I came across this problem as I was working on the Python Challenge. Number 10 to be exact. I decided to try and solve it using regexes - pulling out the repeating sequences, counting their length, and building the next item in the sequence off of that.
So the regex I developed was: '(\d)\1*'
It worked well on the online regex tester, but when using it in my script it didn't perform the same:
regex = re.compile('(\d)\1*')
text = '111122223333'
re.findall(regex, text)
> ['1', '1', '1', '1', '2', '2', '2',...]
And so on and so forth. So I learn about raw type in the re module for Python. Which is my first question: can someone please explain what exactly this does? The doc described it as reducing the need to escape backslashes, but it doesn't appear that it's required for simpler regexes such as \d+
and I don't understand why.
So I change my regex to r'(\d)\1*'
and now try and use findall()
to make a list of the sequences. And I get
> ['1', '2', '3']
Very confused again. I still don't understand this. Help please?
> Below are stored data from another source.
//! Statistics for transform tasks

pub mod metrics;

pub use metrics::{ServiceStats, TaskStats};
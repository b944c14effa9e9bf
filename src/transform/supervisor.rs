//! Process supervisor
//!
//! One supervisor runs per task. Each iteration of its loop owns exactly one
//! transcoder process:
//!
//! ```text
//! spawn ─► start output pump ─► bind stdin ─► subscribe source ─► wait
//!   ▲                                                             │
//!   └──── backoff ◄── restarts += 1 ◄── unbind, stop pumps, release endpoints
//! ```
//!
//! Spawn failures go through the same teardown and backoff as a crash. An
//! explicit stop kills the running process and ends the loop instead of
//! restarting.

use std::process::ExitStatus;
use std::sync::atomic::Ordering;
use std::sync::Arc;

use tokio::io::{AsyncBufReadExt, AsyncRead, BufReader};
use tokio::process::Child;
use tokio::task::JoinHandle;
use tokio_util::sync::CancellationToken;

use crate::media::DecoderFactory;
use crate::registry::StreamEndpoints;

use super::command::{Invocation, ProcessIo, ProcessSpawner};
use super::config::TransformConfig;
use super::input::InputPump;
use super::mode::RestartPolicy;
use super::output::OutputPump;
use super::registry::TaskRegistry;
use super::task::{TaskStatus, TransformTask};

/// Supervise loop for one task
pub(crate) struct Supervisor {
    pub task: Arc<TransformTask>,
    pub invocation: Invocation,
    pub endpoints: Arc<dyn StreamEndpoints>,
    pub spawner: Arc<dyn ProcessSpawner>,
    pub decoders: Arc<dyn DecoderFactory>,
    pub config: Arc<TransformConfig>,
    pub tasks: TaskRegistry,
}

/// Background units started for one process instance
struct Instance {
    child: Child,
    token: CancellationToken,
    output_pump: Option<JoinHandle<u64>>,
    stderr: Option<JoinHandle<usize>>,
}

impl Supervisor {
    pub async fn run(self) {
        let task = Arc::clone(&self.task);
        let wiring = task.wiring();

        tracing::info!(
            task_id = task.id(),
            source = %task.source(),
            output = %task.output(),
            mode = %task.mode(),
            "Transform task started"
        );

        loop {
            if task.is_stopping() {
                break;
            }

            task.set_status(TaskStatus::Starting);
            self.run_once().await;
            let restarts = task.counters.restarts.fetch_add(1, Ordering::Relaxed) + 1;

            if task.is_stopping() || wiring.restart == RestartPolicy::Once {
                break;
            }

            task.set_status(TaskStatus::Backoff);
            tracing::debug!(
                task_id = task.id(),
                restarts = restarts,
                backoff_ms = self.config.restart_backoff.as_millis() as u64,
                "Restarting transcoder after backoff"
            );

            tokio::select! {
                _ = tokio::time::sleep(self.config.restart_backoff) => {}
                _ = task.stop_token().cancelled() => break,
            }
        }

        task.set_status(TaskStatus::Stopped);
        self.tasks.release(task.output(), task.id()).await;

        tracing::info!(
            task_id = task.id(),
            output = %task.output(),
            restarts = task.restart_count(),
            "Transform task ended"
        );
    }

    /// Start one process instance, wait for it to exit and tear it down
    async fn run_once(&self) {
        let Some(instance) = self.start().await else {
            return;
        };
        let Instance {
            mut child,
            token,
            output_pump,
            stderr,
        } = instance;

        let task = &self.task;
        let status = tokio::select! {
            status = child.wait() => status,
            _ = task.stop_token().cancelled() => {
                tracing::info!(task_id = task.id(), "Stopping transcoder");
                if let Err(e) = child.start_kill() {
                    tracing::warn!(task_id = task.id(), error = %e, "Failed to kill transcoder");
                }
                child.wait().await
            }
        };
        log_exit(task, status);

        // Pumps stop writing from here on
        task.unbind_input().await;
        token.cancel();

        if let Some(pump) = output_pump {
            join_unit(task.id(), "output pump", pump).await;
        }
        if let Some(stderr) = stderr {
            join_unit(task.id(), "stderr forwarder", stderr).await;
        }

        self.release_endpoints().await;
        task.set_process_id(None);
    }

    /// Spawn the process and wire up its pipes
    ///
    /// Returns `None` when the process could not be started.
    async fn start(&self) -> Option<Instance> {
        let task = &self.task;
        let wiring = task.wiring();
        let io = ProcessIo::for_wiring(wiring, self.config.forward_stderr);

        let mut child = match self.spawner.spawn(&self.invocation, io) {
            Ok(child) => child,
            Err(e) => {
                tracing::error!(
                    task_id = task.id(),
                    program = %self.invocation.program.display(),
                    error = %e,
                    "Failed to start transcoder"
                );
                return None;
            }
        };

        task.counters.spawns.fetch_add(1, Ordering::Relaxed);
        task.set_process_id(child.id());
        task.set_status(TaskStatus::Running);
        tracing::info!(
            task_id = task.id(),
            pid = ?child.id(),
            restarts = task.restart_count(),
            command = %self.invocation,
            "Transcoder started"
        );

        let token = task.stop_token().child_token();

        // The output pump goes first so nothing the process emits while the
        // subscription is set up gets lost
        let output_pump = if wiring.pipes_output() {
            match child.stdout.take() {
                Some(stdout) => {
                    let decoder = self.decoders.create(task.params().frame_rate_value());
                    let pump = OutputPump::new(
                        Arc::clone(task),
                        Arc::clone(&self.endpoints),
                        stdout,
                        decoder,
                        &self.config,
                        token.clone(),
                    );
                    Some(tokio::spawn(pump.run()))
                }
                None => {
                    tracing::error!(task_id = task.id(), "Transcoder stdout not piped");
                    None
                }
            }
        } else {
            None
        };

        let stderr = child.stderr.take().map(|stderr| {
            tokio::spawn(forward_stderr(task.id(), stderr, token.clone()))
        });

        if wiring.pipes_input() {
            match child.stdin.take() {
                Some(stdin) => task.bind_input(Box::new(stdin)).await,
                None => tracing::error!(task_id = task.id(), "Transcoder stdin not piped"),
            }

            if !self.subscribe_source().await {
                if let Err(e) = child.start_kill() {
                    tracing::warn!(task_id = task.id(), error = %e, "Failed to kill transcoder");
                }
            }
        }

        Some(Instance {
            child,
            token,
            output_pump,
            stderr,
        })
    }

    /// Replace the source subscription with a fresh one
    async fn subscribe_source(&self) -> bool {
        let task = &self.task;
        let mut slot = task.subscription.lock().await;
        if let Some(stale) = slot.take() {
            stale.stop().await;
        }

        let handler = Arc::new(InputPump::new(Arc::clone(task)));
        match self.endpoints.subscribe(task.source(), handler).await {
            Ok(subscription) => {
                tracing::info!(task_id = task.id(), source = %task.source(), "Subscribed to source");
                *slot = Some(subscription);
                true
            }
            Err(e) => {
                tracing::warn!(
                    task_id = task.id(),
                    source = %task.source(),
                    error = %e,
                    "Source unavailable"
                );
                false
            }
        }
    }

    async fn release_endpoints(&self) {
        let task = &self.task;

        let subscription = task.subscription.lock().await.take();
        if let Some(subscription) = subscription {
            subscription.stop().await;
        }

        let publication = task.publication.lock().await.take();
        if let Some(publication) = publication {
            publication.stop().await;
        }
    }
}

fn log_exit(task: &TransformTask, status: std::io::Result<ExitStatus>) {
    match status {
        Ok(status) if status.success() => {
            tracing::info!(task_id = task.id(), "Transcoder exited");
        }
        Ok(status) => {
            tracing::warn!(task_id = task.id(), code = ?status.code(), "Transcoder exited with error");
        }
        Err(e) => {
            tracing::error!(task_id = task.id(), error = %e, "Failed to wait for transcoder");
        }
    }
}

/// Forward transcoder stderr to the debug log, one line at a time
async fn forward_stderr<R>(task_id: u64, stderr: R, cancel: CancellationToken) -> usize
where
    R: AsyncRead + Unpin,
{
    let mut lines = BufReader::new(stderr).lines();
    let mut count = 0;

    loop {
        tokio::select! {
            line = lines.next_line() => match line {
                Ok(Some(line)) => {
                    count += 1;
                    tracing::debug!(task_id = task_id, line = %line.trim_end(), "transcoder");
                }
                Ok(None) => break,
                Err(e) => {
                    tracing::trace!(task_id = task_id, error = %e, "Stderr read ended");
                    break;
                }
            },
            _ = cancel.cancelled() => break,
        }
    }

    count
}

/// Wait for a per-instance unit, logging it if it panicked or was aborted
async fn join_unit<T>(task_id: u64, unit: &'static str, handle: JoinHandle<T>) -> Option<T> {
    match handle.await {
        Ok(value) => Some(value),
        Err(e) => {
            tracing::error!(task_id = task_id, unit = unit, error = %e, "Pipeline unit failed");
            None
        }
    }
}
I decided to do this to get around this:
[m.group() for m in regex.finditer(text)]
> ['1111', '2222', '3333']
And get what I've been looking for. Then, based off of this thread, I try doing findall()
adding a group to the whole regex -> r'((\d)\2*)'
.
I end up getting:
> [('1111', '1'), ('2222', '2'), ('3333', '3')]
At this point I'm all kinds of confused. I know that this result has something to do with multiple groups, but I'm just not sure.
Also, this is my first time posting so I apologize if my etiquette isn't correct. Please feel free to correct me on that as well. Thanks!